The F-16 crash refers to one that took Troy Gilbert's life though the US military refused to admit Gilbert died, instead stringing along the press until their attention was elsewhere and then, over the weekend, quietly confirming that Gilbert was dead. (See yesterday's snapshot.)
Today, the US military announces: "Insurgents attacked a Multi-National Division - Baghdad patrol Dec. 4, killing one Soldier and wounding five others. The patrol was conducting operations to deny enemy movements and enforce curfew restrictions in a northeastern neighborhood of the city when it was attacked"; and "A 13th Sustainment Command (Expeditionary) Soldier was killed in an accident when his M-1117 Armored Security Vehicle rolled over North of Logistics Support Area Adder Dec. 4." ICCC puts the total number of US troops killed in Iraq since the beginning of the illegal war at 2906 and notes that 16 of those deaths are awaiting the US military's official confirmation.
They can manipulate there as well, like they did with Gilbert. Confirm the 16 slowly so that, when it's "official," the press will look at the number and not run with the "2900 mark hit!" headlines because it's old news by then.
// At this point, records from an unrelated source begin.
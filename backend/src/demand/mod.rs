//! Passenger demand generation, decay and pickup
//!
//! Demand is generated once per simulated day and per origin city, then
//! decays every tick. All generation is deterministic based on the RNG
//! seed.
//!
//! # Generation
//!
//! ```text
//! totalNew = floor(population × weekly_rate / 7 × rate_multiplier)
//!
//! destination weight ∝ sqrt(pop_millions) × exp(-distance / 2000) × domestic
//! departure weight   ∝ exp(-distance_to_location / 100) × domestic
//! domestic = 1.3 if same country else 0.7
//! ```
//!
//! Each unit samples a destination city, then a departure location, and
//! is folded into the (departure location → destination city) aggregate.
//!
//! # Example
//!
//! ```
//! use airline_simulator_core_rs::demand::{DemandConfig, DemandPool};
//!
//! let config = DemandConfig::default();
//! let mut pool = DemandPool::new();
//! pool.add("JFK", "LA", 100, 0);
//! pool.decay(config.decay_factor);
//! assert_eq!(pool.waiting("JFK", "LA"), 90);
//! ```

mod pool;

pub use pool::{DemandPool, PassengerStatistics};

use crate::catalog::{City, Geography, Location};
use crate::rng::RngManager;
use serde::{Deserialize, Serialize};
use std::collections::BTreeMap;

/// Demand model tuning
#[derive(Debug, Clone, PartialEq, Serialize, Deserialize)]
pub struct DemandConfig {
    /// Share of a city's population wanting to fly per week
    pub weekly_rate: f64,

    /// Per-tick multiplier applied to every aggregate
    pub decay_factor: f64,

    /// Aggregates untouched for longer than this are pruned
    pub prune_after_days: usize,

    /// Distance scale for destination attractiveness
    pub destination_distance_scale_km: f64,

    /// Distance scale for picking a departure location
    pub departure_distance_scale_km: f64,

    pub domestic_factor: f64,
    pub international_factor: f64,
}

impl Default for DemandConfig {
    fn default() -> Self {
        Self {
            weekly_rate: 0.001,
            decay_factor: 0.9,
            prune_after_days: 28,
            destination_distance_scale_km: 2000.0,
            departure_distance_scale_km: 100.0,
            domestic_factor: 1.3,
            international_factor: 0.7,
        }
    }
}

impl DemandConfig {
    pub fn daily_rate(&self) -> f64 {
        self.weekly_rate / 7.0
    }

    fn country_factor(&self, a: &str, b: &str) -> f64 {
        if a == b {
            self.domestic_factor
        } else {
            self.international_factor
        }
    }

    /// Relative pull of a destination city from an origin city
    pub fn destination_weight(&self, origin: &City, destination: &City) -> f64 {
        let distance = origin.coordinates.distance_km(&destination.coordinates);
        let population_millions = destination.population as f64 / 1_000_000.0;
        population_millions.sqrt()
            * (-distance / self.destination_distance_scale_km).exp()
            * self.country_factor(&origin.country, &destination.country)
    }

    /// Relative likelihood of departing from a location
    pub fn departure_weight(&self, origin: &City, location: &Location) -> f64 {
        let distance = origin.coordinates.distance_km(&location.coordinates);
        (-distance / self.departure_distance_scale_km).exp()
            * self.country_factor(&origin.country, &location.country)
    }
}

/// Outcome of one day's generation
#[derive(Debug, Clone, Default, PartialEq)]
pub struct DemandGenerationResult {
    pub units_generated: u64,
    pub aggregates_touched: usize,
}

fn cumulative(weights: impl Iterator<Item = f64>) -> Vec<f64> {
    let mut total = 0.0;
    weights
        .map(|w| {
            total += w.max(0.0);
            total
        })
        .collect()
}

/// Generate one day of demand into the pool
///
/// Cities and locations are visited in id order so the RNG stream maps
/// to the same passengers on every run.
pub fn generate_daily_demand<G: Geography>(
    pool: &mut DemandPool,
    geography: &G,
    config: &DemandConfig,
    rng: &mut RngManager,
    day: usize,
) -> DemandGenerationResult {
    let cities = geography.cities();
    let locations = geography.locations();
    let daily_rate = config.daily_rate() * pool.rate_multiplier();

    let mut counts: BTreeMap<(usize, usize), u32> = BTreeMap::new();
    let mut units_generated = 0u64;

    for (origin_idx, origin) in cities.iter().enumerate() {
        let total_new = (origin.population as f64 * daily_rate).floor() as u64;
        if total_new == 0 {
            continue;
        }

        let destination_table = cumulative(cities.iter().enumerate().map(|(idx, dest)| {
            if idx == origin_idx {
                0.0
            } else {
                config.destination_weight(origin, dest)
            }
        }));

        // Departure tables depend on the destination (its own locations are excluded)
        let mut departure_tables: Vec<Option<Vec<f64>>> = vec![None; cities.len()];

        for _ in 0..total_new {
            let Some(dest_idx) = rng.weighted_index(&destination_table) else {
                break;
            };
            let destination = cities[dest_idx];

            let table = departure_tables[dest_idx].get_or_insert_with(|| {
                cumulative(locations.iter().map(|loc| {
                    if loc.city_id == destination.id {
                        0.0
                    } else {
                        config.departure_weight(origin, loc)
                    }
                }))
            });

            let Some(loc_idx) = rng.weighted_index(table) else {
                continue;
            };

            *counts.entry((loc_idx, dest_idx)).or_insert(0) += 1;
            units_generated += 1;
        }
    }

    for ((loc_idx, dest_idx), count) in &counts {
        pool.add(&locations[*loc_idx].id, &cities[*dest_idx].id, *count, day);
    }
    pool.mark_generated(day);

    DemandGenerationResult {
        units_generated,
        aggregates_touched: counts.len(),
    }
}
//! Headless scenario runner
//!
//! Loads a JSON scenario (simulation config plus the airline's opening
//! moves), runs it for a number of simulated hours and prints one summary
//! line per day.

use airline_simulator_core_rs::models::gate::{GateType, TimeWindow};
use airline_simulator_core_rs::{Orchestrator, OrchestratorConfig};
use clap::Parser;
use serde::Deserialize;
use std::error::Error;
use std::path::PathBuf;
use tracing::{info, warn};
use tracing_subscriber::EnvFilter;

/// Airline operations simulator
#[derive(Parser, Debug)]
#[command(name = "airline-sim")]
#[command(about = "Run an airline operations scenario and print daily summaries")]
struct Args {
    /// Scenario file (JSON)
    #[arg(long, short = 's')]
    scenario: PathBuf,

    /// Simulated hours to run
    #[arg(long, default_value_t = 168)]
    hours: usize,

    /// Override the scenario's RNG seed
    #[arg(long)]
    seed: Option<u64>,

    /// Write a checkpoint here after the run
    #[arg(long)]
    checkpoint: Option<PathBuf>,

    /// Resume from a checkpoint written by a previous run
    #[arg(long)]
    resume: Option<PathBuf>,

    /// Print the final passenger statistics as JSON
    #[arg(long)]
    passenger_stats: bool,
}

#[derive(Debug, Deserialize)]
struct Scenario {
    simulation: OrchestratorConfig,

    #[serde(default)]
    gate_purchases: Vec<GatePurchase>,

    #[serde(default)]
    routes: Vec<RouteSetup>,
}

#[derive(Debug, Deserialize)]
struct GatePurchase {
    location_id: String,
    gate_type: GateType,
}

#[derive(Debug, Deserialize)]
struct RouteSetup {
    origin: String,
    destination: String,
    price_per_passenger: i64,

    #[serde(default)]
    vehicles: Vec<VehicleSetup>,

    #[serde(default)]
    bookings: Vec<BookingSetup>,
}

#[derive(Debug, Deserialize)]
struct VehicleSetup {
    vehicle_id: String,
    daily_flights: u32,
}

#[derive(Debug, Deserialize)]
struct BookingSetup {
    vehicle_id: String,
    location_id: String,

    #[serde(default)]
    preferred_type: Option<GateType>,

    windows: Vec<TimeWindow>,
}

/// Apply the scenario's opening moves; failures are logged and skipped
fn set_up(orchestrator: &mut Orchestrator, scenario: &Scenario) {
    for purchase in &scenario.gate_purchases {
        if let Err(e) = orchestrator.purchase_gate(&purchase.location_id, purchase.gate_type) {
            warn!(location = %purchase.location_id, "gate purchase failed: {}", e);
        }
    }

    for setup in &scenario.routes {
        let route_id = match orchestrator.create_route(
            &setup.origin,
            &setup.destination,
            setup.price_per_passenger,
        ) {
            Ok(id) => id,
            Err(e) => {
                warn!(origin = %setup.origin, destination = %setup.destination, "route creation failed: {}", e);
                continue;
            }
        };

        for vehicle in &setup.vehicles {
            if let Err(e) = orchestrator.assign_vehicle_to_route(
                &route_id,
                &vehicle.vehicle_id,
                vehicle.daily_flights,
            ) {
                warn!(route = %route_id, vehicle = %vehicle.vehicle_id, "assignment failed: {}", e);
            }
        }

        for booking in &setup.bookings {
            if let Err(e) = orchestrator.book_gate_slot(
                &route_id,
                &booking.vehicle_id,
                &booking.location_id,
                booking.preferred_type,
                booking.windows.clone(),
            ) {
                warn!(route = %route_id, location = %booking.location_id, "booking failed: {}", e);
            }
        }
    }
}

fn main() -> Result<(), Box<dyn Error>> {
    tracing_subscriber::fmt()
        .with_env_filter(EnvFilter::try_from_default_env().unwrap_or_else(|_| EnvFilter::new("info")))
        .init();

    let args = Args::parse();

    let mut scenario: Scenario = serde_json::from_str(&std::fs::read_to_string(&args.scenario)?)?;
    if let Some(seed) = args.seed {
        scenario.simulation.rng_seed = seed;
    }

    let mut orchestrator = match &args.resume {
        Some(path) => {
            let json = std::fs::read_to_string(path)?;
            Orchestrator::load_state(scenario.simulation.clone(), &json)?
        }
        None => {
            let mut orchestrator = Orchestrator::new(scenario.simulation.clone())?;
            set_up(&mut orchestrator, &scenario);
            orchestrator
        }
    };

    info!(
        start_tick = orchestrator.current_tick(),
        hours = args.hours,
        routes = orchestrator.get_all_routes().len(),
        "running scenario"
    );

    for _ in 0..args.hours {
        let result = orchestrator.tick()?;
        if let Some(day) = result.end_of_day {
            println!(
                "day {:>4} | revenue {:>10} | balance {:>12} | waiting {:>8} | pruned {:>4}",
                day.day, day.revenue_posted, day.balance, day.waiting_passengers, day.aggregates_pruned
            );
        }
        // The CLI reports through daily summaries and tracing only
        orchestrator.take_events();
    }

    for route in orchestrator.get_all_routes() {
        if let Some(stats) = orchestrator.get_route_statistics(route.id()) {
            println!(
                "{:<12} {:<10} flights {:>5} | revenue {:>10} | load factor {:.2} (recent {:.2})",
                stats.route_id,
                stats.code,
                stats.total_flights,
                stats.total_revenue,
                stats.average_load_factor,
                stats.recent_load_factor
            );
        }
    }

    if args.passenger_stats {
        let stats = orchestrator.get_passenger_statistics(10);
        println!("{}", serde_json::to_string_pretty(&stats)?);
    }

    if let Some(path) = &args.checkpoint {
        std::fs::write(path, orchestrator.save_state()?)?;
        info!(path = %path.display(), tick = orchestrator.current_tick(), "checkpoint written");
    }

    Ok(())
}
Today on KPFA (airwaves and online, time given is Pacific):
KPFA Special Broadcast: Robert Gates Confirmation Hearing
Tuesday, December 5th, 06:00am
Live, gavel-to-gavel coverage of the Robert Gates Secretary of Defense confirmation hearing on Capitol Hill. With Larry Bensky, Aaron Glantz and our guest experts.
You can also stream online at the Pacifica website and, late in the afternoon, WBAI announced they'd be airing it as well (starting at 9:30 am EST).